Review of "Beyond Belief"

This thought-provoking and important book shows how people are drawn toward dangerous beliefs.
“Belief can manifest itself in world-changing ways—and did, in some of history’s ugliest moments, from the rise of Adolf Hitler to the Jonestown mass suicide in 1979. Arthur Janov, a renowned psychologist who penned The Primal Scream, fearlessly tackles the subject of why and how strong believers willingly embrace even the most deranged leaders.
Beyond Belief begins with a lucid explanation of belief systems that, writes Janov, “are maps, something to help us navigate through life more effectively.” While belief systems are not presented as inherently bad, the author concentrates not just on why people adopt belief systems, but why “alienated individuals” in particular seek out “belief systems on the fringes.” The result is a book that is both illuminating and sobering.

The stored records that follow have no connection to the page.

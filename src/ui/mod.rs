use eframe::egui::Color32;
use palette::Srgb;

pub mod panels;
pub mod plot;

pub fn to_color32(color: Srgb<u8>) -> Color32 {
    Color32::from_rgb(color.red, color.green, color.blue)
}
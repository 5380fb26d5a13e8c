use thiserror::Error;

// ---------------------------------------------------------------------------
// Library error type
// ---------------------------------------------------------------------------

/// Everything that can go wrong while building a chart or bootstrapping a page.
#[derive(Debug, Error, Clone, PartialEq)]
pub enum ChartError {
    /// A dataset carried a year key that is not an integer, or a value that
    /// is not a finite number.
    #[error("invalid dataset '{label}': {reason}")]
    InvalidDataset { label: String, reason: String },

    /// None of the datasets carries a single year.
    #[error("no dataset contains any year")]
    NoYears,

    /// Padding a short axis would step outside the representable year range.
    #[error("year {0} is too close to the lower bound of the year range")]
    YearOutOfRange(i32),

    /// The years span more than [`MAX_YEAR_SPAN`](crate::data::normalize::MAX_YEAR_SPAN)
    /// labels; densifying them would allocate one point per year.
    #[error("years {min}–{max} span too many labels to densify")]
    YearSpanTooLarge { min: i32, max: i32 },

    /// The element that should host the canvas does not exist.
    #[error("container element '{0}' not found")]
    MissingContainer(String),

    /// The location fragment names an element that does not exist.
    #[error("fragment target '#{0}' not found")]
    MissingFragmentTarget(String),

    /// The rendering collaborator rejected the configuration.
    #[error("render failed: {0}")]
    Render(String),
}

impl ChartError {
    pub(crate) fn invalid(label: &str, reason: impl Into<String>) -> Self {
        ChartError::InvalidDataset {
            label: label.to_string(),
            reason: reason.into(),
        }
    }
}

It explores, for example, how a strongly-held belief can lead radical Islamist jihadists to murder others in suicide acts. Janov writes, “I believe if people had more love in this life, they would not be so anxious to end it in favor of some imaginary existence.”
One of the most compelling aspects of Beyond Belief is the author’s liberal use of case studies, most of which are related in the first person by individuals whose lives were dramatically affected by their involvement in cults. These stories offer an exceptional perspective on the manner in which belief systems can take hold and shape one’s experiences. Joan’s tale, for instance, both engaging and disturbing, describes what it was like to join the Hare Krishnas. Even though she left the sect, observing that participants “are stunted in spiritual awareness,” Joan considers returning someday because “there’s a certain protection there.”

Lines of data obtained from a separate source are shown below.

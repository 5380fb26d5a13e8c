//! Sparse sequence helpers.
//!
//! Holes are modelled as `None`. Callbacks receive the present value, its
//! index and the whole slice, and are never invoked for holes.

/// Collect the present values for which `pred` returns `true`.
///
/// The output is compacted: holes and rejected values leave no trace.
pub fn filter<T, F>(items: &[Option<T>], mut pred: F) -> Vec<T>
where
    T: Clone,
    F: FnMut(&T, usize, &[Option<T>]) -> bool,
{
    let mut out = Vec::with_capacity(items.len());
    for (i, slot) in items.iter().enumerate() {
        if let Some(value) = slot {
            if pred(value, i, items) {
                out.push(value.clone());
            }
        }
    }
    out.shrink_to_fit();
    out
}

/// Map every present value, keeping holes where they were.
pub fn map<T, U, F>(items: &[Option<T>], mut f: F) -> Vec<Option<U>>
where
    F: FnMut(&T, usize, &[Option<T>]) -> U,
{
    items
        .iter()
        .enumerate()
        .map(|(i, slot)| slot.as_ref().map(|value| f(value, i, items)))
        .collect()
}

#[cfg(test)]
mod tests {
    use super::*;

    #[test]
    fn filter_skips_holes_and_compacts() {
        let items = [Some(1), None, Some(4), Some(7), None];
        let mut seen = Vec::new();
        let odd = filter(&items, |v, i, _| {
            seen.push(i);
            v % 2 == 1
        });
        assert_eq!(odd, vec![1, 7]);
        assert_eq!(seen, vec![0, 2, 3]);
    }

    #[test]
    fn filter_sees_whole_slice() {
        let items = [Some(3), Some(1), Some(2)];
        let above_first = filter(&items, |v, _, all| Some(*v) > all[0]);
        assert!(above_first.is_empty());
    }

    #[test]
    fn map_preserves_length_and_holes() {
        let items = [Some("a"), None, Some("bc")];
        let lens = map(&items, |s, i, _| s.len() + i);
        assert_eq!(lens, vec![Some(1), None, Some(4)]);
    }

    #[test]
    fn map_of_empty_is_empty() {
        let items: [Option<u8>; 0] = [];
        assert!(map(&items, |v, _, _| *v).is_empty());
    }
}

Janov’s great insight into cultish leaders is particularly interesting; he believes such people have had childhoods in which they were “rejected and unloved,” because “only unloved people want to become the wise man or woman (although it is usually male) imparting words of wisdom to others.” This is just one reason why Beyond Belief is such a thought-provoking, important book.”
Barry Silverstein, Freelance Writer

Quotes for "Life Before Birth"

“Life Before Birth is a thrilling journey of discovery, a real joy to read. Janov writes like no one else on the human mind—engaging, brilliant, passionate, and honest.
He is the best writer today on what makes us human—he shows us how the mind works, how it goes wrong, and how to put it right . . . He presents a brand-new approach to dealing with depression, emotional pain, anxiety, and addiction.”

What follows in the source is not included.